Which lines of the entries below run from the one holding "let mut plan" to the one holding "Ok(_) if self.config.fallback_on_error", inclusive? Set down exactly those lines and no others.

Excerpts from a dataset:
☆ ☆ ☆

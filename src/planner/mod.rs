//! Task planning: context gathering, AI task generation with fallback, and
//! dependency-order resolution.

mod context;
mod fallback;
mod parse;
mod prompt;
mod resolve;
mod types;

pub use context::{
    DirEntryInfo, EntryKind, FileContext, PlanScope, ProjectType, WorkspaceContext, build_context,
};
pub use fallback::fallback_tasks;
pub use parse::{RawTask, materialize_tasks, parse_task_array};
pub use prompt::build_plan_prompt;
pub use resolve::resolve_dependencies;
pub use types::{Plan, PlanStatus, Progress, Task, TaskStatus, TaskType};

use std::path::{Path, PathBuf};
use std::sync::Arc;

use tracing::{info, warn};

use crate::backend::{AiBackend, estimate_tokens};
use crate::config::PlannerConfig;
use crate::error::{ConductorError, Result};
use crate::filecache::FileContextTracker;
use crate::limiter::RateLimiter;

/// Top-level orchestrator: turns a goal into an ordered, executable plan.
pub struct TaskPlanner {
    workspace_root: PathBuf,
    backend: Arc<dyn AiBackend>,
    limiter: Arc<RateLimiter>,
    tracker: Arc<FileContextTracker>,
    config: PlannerConfig,
}

impl TaskPlanner {
    /// A missing workspace root is fatal: no plan is possible without one.
    pub fn new(
        workspace_root: impl Into<PathBuf>,
        backend: Arc<dyn AiBackend>,
        limiter: Arc<RateLimiter>,
        tracker: Arc<FileContextTracker>,
        config: PlannerConfig,
    ) -> Result<Self> {
        let workspace_root = workspace_root.into();
        if !workspace_root.is_dir() {
            return Err(ConductorError::WorkspaceNotFound(workspace_root));
        }
        Ok(Self {
            workspace_root,
            backend,
            limiter,
            tracker,
            config,
        })
    }

    pub fn workspace_root(&self) -> &Path {
        &self.workspace_root
    }

    /// Build context, generate tasks (or fall back), and resolve dependency
    /// order. Backend and parse failures recover via fallback; circular
    /// dependencies are fatal and reported, not silently broken.
    pub async fn create_plan(&self, goal: &str, scope: PlanScope, target: &Path) -> Result<Plan> {
        let target = self.resolve_target(target);
        info!(goal, %scope, target = %target.display(), "Creating plan");

        let context = build_context(scope, &target, &self.tracker).await;
        let prompt = build_plan_prompt(goal, &context, self.config.max_ai_calls);

        let mut plan = Plan::new(goal, self.config.max_ai_calls);

        // An empty parsed list is treated like a parse failure: same
        // fallback gate, same error when the gate is off.
        let tasks = match self.generate_tasks(&mut plan, &prompt, &target).await {
            Ok(tasks) if !tasks.is_empty() => tasks,
            Ok(_) if self.config.fallback_on_error => {
                warn!("Backend returned an empty task list, falling back");
                fallback_tasks(scope, &target)
            }
            Ok(_) => {
                return Err(ConductorError::PlanParse(
                    "backend returned an empty task list".to_string(),
                ));
            }
            Err(e) if e.is_recoverable_by_fallback() && self.config.fallback_on_error => {
                warn!(error = %e, "Task generation failed, falling back");
                fallback_tasks(scope, &target)
            }
            Err(e) => return Err(e),
        };

        plan.tasks = resolve_dependencies(&tasks)?;
        info!(plan_id = %plan.id, tasks = plan.total_tasks(), "Plan created");
        Ok(plan)
    }

    async fn generate_tasks(
        &self,
        plan: &mut Plan,
        prompt: &str,
        default_target: &Path,
    ) -> Result<Vec<Task>> {
        plan.record_ai_call()?;

        let estimated = estimate_tokens(prompt);
        let admission = self.limiter.check_rate_limit(estimated).await;
        if let crate::limiter::Admission::Forced { attempts } = admission {
            warn!(attempts, "Proceeding despite rate limit pressure");
        }

        let response = self.backend.complete(prompt).await?;

        // Estimate before, record backend-reported truth afterwards.
        let actual = response.usage.total();
        self.limiter
            .record_usage(if actual > 0 { actual } else { estimated });

        let raw = parse_task_array(&response.text)?;
        Ok(materialize_tasks(raw, default_target))
    }

    fn resolve_target(&self, target: &Path) -> PathBuf {
        if target.is_absolute() {
            target.to_path_buf()
        } else {
            self.workspace_root.join(target)
        }
    }
}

☆ ☆ ☆

- _Task answer_
        let mut plan = Plan::new(goal, self.config.max_ai_calls);

        // An empty parsed list is treated like a parse failure: same
        // fallback gate, same error when the gate is off.
        let tasks = match self.generate_tasks(&mut plan, &prompt, &target).await {
            Ok(tasks) if !tasks.is_empty() => tasks,
            Ok(_) if self.config.fallback_on_error => {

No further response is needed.